# Big red letters: ERROR - Need help



## marfalni (Nov 20, 2012)

Hi,

My brand new Asus N56VM-AB71 with Windows 7 Home Premium 64-bit won't boot.

When i try to turn it on a cmd window opens and ofter a couple of minutes i get a white screen with big red letters saying ERROR.

At the top i can read: "BCDEdit display order default meet error!!"

I've tried to fix this problem with my Windows 7 Installation DVD but automatic repair won't work.

I've also tried some cmd lines:

Bootrec commands can't find any Windows Instalaltion
Diskpart List Disk shows: "there are no fixed disks to show"
I'm really desperate trying to fix this, i used me notebook for 2 weeks only and it cost me 900 dollars.

Thanks in advance for your answers.


----------



## mel8again (Jul 7, 2008)

I wouldn't try to fix it.
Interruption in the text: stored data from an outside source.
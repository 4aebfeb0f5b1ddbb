use std::collections::HashMap;
use std::sync::Arc;

use async_trait::async_trait;
use huddle_core::config::TurnLockPolicy;
use huddle_core::errors::TurnError;
use huddle_core::{Conversation, ConversationId};
use thiserror::Error;
use tokio::sync::{Mutex, OwnedMutexGuard, RwLock};

#[derive(Debug, Error)]
pub enum StoreError {
    #[error("storage backend error: {0}")]
    Backend(String),
}

impl From<StoreError> for TurnError {
    fn from(value: StoreError) -> Self {
        Self::Persistence(value.to_string())
    }
}

/// Loads and saves whole conversation records atomically per id.
#[async_trait]
pub trait ConversationStore: Send + Sync {
    async fn load(&self, id: &ConversationId) -> Result<Option<Conversation>, StoreError>;
    async fn save(&self, conversation: Conversation) -> Result<(), StoreError>;
}

#[derive(Default)]
pub struct InMemoryConversationStore {
    conversations: RwLock<HashMap<ConversationId, Conversation>>,
}

#[async_trait]
impl ConversationStore for InMemoryConversationStore {
    async fn load(&self, id: &ConversationId) -> Result<Option<Conversation>, StoreError> {
        let conversations = self.conversations.read().await;
        Ok(conversations.get(id).cloned())
    }

    async fn save(&self, conversation: Conversation) -> Result<(), StoreError> {
        let mut conversations = self.conversations.write().await;
        conversations.insert(conversation.id.clone(), conversation);
        Ok(())
    }
}

/// Serializes turns per conversation id. Different ids never contend.
pub struct TurnGate {
    policy: TurnLockPolicy,
    locks: Mutex<HashMap<ConversationId, Arc<Mutex<()>>>>,
}

/// Held for the duration of one turn.
pub struct TurnPermit {
    _guard: OwnedMutexGuard<()>,
}

impl TurnGate {
    pub fn new(policy: TurnLockPolicy) -> Self {
        Self { policy, locks: Mutex::new(HashMap::new()) }
    }

    pub async fn acquire(&self, id: &ConversationId) -> Result<TurnPermit, TurnError> {
        let lock = {
            let mut locks = self.locks.lock().await;
            // Drop idle entries so the map tracks only live conversations.
            locks.retain(|key, lock| key == id || Arc::strong_count(lock) > 1);
            Arc::clone(locks.entry(id.clone()).or_default())
        };

        let guard = match self.policy {
            TurnLockPolicy::Wait => lock.lock_owned().await,
            TurnLockPolicy::Reject => {
                lock.try_lock_owned().map_err(|_| TurnError::TurnInProgress(id.clone()))?
            }
        };
        Ok(TurnPermit { _guard: guard })
    }
}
It should be under warranty and returned to where you bought it as it's less than three weeks old. Let them replace it.


----------



## marfalni (Nov 20, 2012)

That was my first option but I bought it through Amazon USA and I live in Argentina. There's no local service in my country. They tell me I have to send it I America to fix it and that's to expensive. Thanks.


----------



## TerryNet (Mar 23, 2005)

If necessary you can reinstall Windows. You can even try an "update" install over itself.


----------



## marfalni (Nov 20, 2012)

I've tried that but my drive doesn't appear in the list o select and reinstall Windows.
Chkdsk says everything's ok but Diskpart List Disk says there's no HDD


----------



## TerryNet (Mar 23, 2005)

Sorry; I did not read your initial post closely enough. 
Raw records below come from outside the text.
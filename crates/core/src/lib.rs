//! Core domain model for the huddle multi-agent runtime.
//!
//! Everything here is transport- and model-agnostic: the shared
//! [`AnalysisContext`], the [`Conversation`] aggregate, the append-only
//! [`EventRecorder`] trace, the per-turn state table and the error taxonomy.
//! Runtime components that act on these types live in `huddle-agent`.

pub mod config;
pub mod domain;
pub mod errors;
pub mod events;
pub mod turn;

pub use domain::context::{AnalysisContext, ContextDiff, ContextStore, TimeRange};
pub use domain::conversation::{Conversation, ConversationId, HistoryEntry, Role};
pub use domain::guardrail::GuardrailVerdict;
pub use errors::{ErrorCode, RegistryError, TurnError, TurnFailure};
pub use events::{
    Event, EventDetail, EventKind, EventRecorder, EventSink, FailureNote, InMemoryEventSink,
    TracingEventSink,
};
pub use turn::{TurnMachine, TurnSignal, TurnState, TurnTransition, TurnTransitionError};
Maybe the hard drive is loose--check that the data/power connections are secure.


----------



## marfalni (Nov 20, 2012)

I took it off and put it back and the problem continues. I think that there are 2 possible causes:
1) Some weird problem with the booting files
2) My HDD is dead for unknown reason


----------



## mel8again (Jul 7, 2008)

You ignored my thread. At two weeks old, why are you not returning it?


----------



## marfalni (Nov 20, 2012)

I answered:
"That was my first option but I bought it through Amazon USA and I live in Argentina. There's no local service in my country. They tell me I have to send it I America to fix it and that's to expensive. Thanks."


----------



## mel8again (Jul 7, 2008)

Sorry, I don't know how I missed the post. At two weeks perhaps the store that sold it to you should take it back.


----------



## marfalni (Nov 20, 2012)

I bought it at Amazon USA and I live in Argentina, that won't work


----------



## lunarlander (Sep 22, 2007)

Anything you buy in US is returnable. Phone Amazon and ask them what to do. They will tell you if it is returnable or not. Sometimes it is easier just to get a refund than an exchange- ask Amazon about that.


----------



## marfalni (Nov 20, 2012)

I'll try to explain it for the last time, returning/warranty is NOT AN OPTION because I live in South America. I need some technical advice to try to figure out what's the problem and how to fix it, thank you.


----------



## DaveA (Nov 16, 1999)

Looks like you just may need to take to a Tech shop and have them have a look at it. It is impossible for us to see what is happening.

Your statement BIG RED letters means nothing to me, I have NOT ever seen such a error.

Remember that some machines sold in the US were NOT designed to run outside of the US, and in a lot of cases it is illegal to sell them out of the US.


----------



## marfalni (Nov 20, 2012)

I've described the problem with some other technical details along with the common ERROR sign. The problem is Windows boot files or HDD related for what I understand. I'm trying to get technical advise from other people to figure it out.
Your last paragraph is totally absurd and non related with this thread.


----------



## DaveA (Nov 16, 1999)

From http://www.amazon.com/N56VM-AB71-Full-HD-1080P-15-6-Inch-Laptop/dp/B008HDOEG8


> Warranty & Support
> Amazon.com Return Policy: You may return any new computer purchased from Amazon.com that is "dead on arrival," arrives in damaged condition, or is still in unopened boxes, for a full refund within 30 days of purchase.


So at least call them, they did ship it to you in SA, right?


----------



## lunarlander (Sep 22, 2007)

I believe that Amazon will not have different policies for customers who are in the US and those that are from somewhere else. You bought it from them, and they will look after you.


----------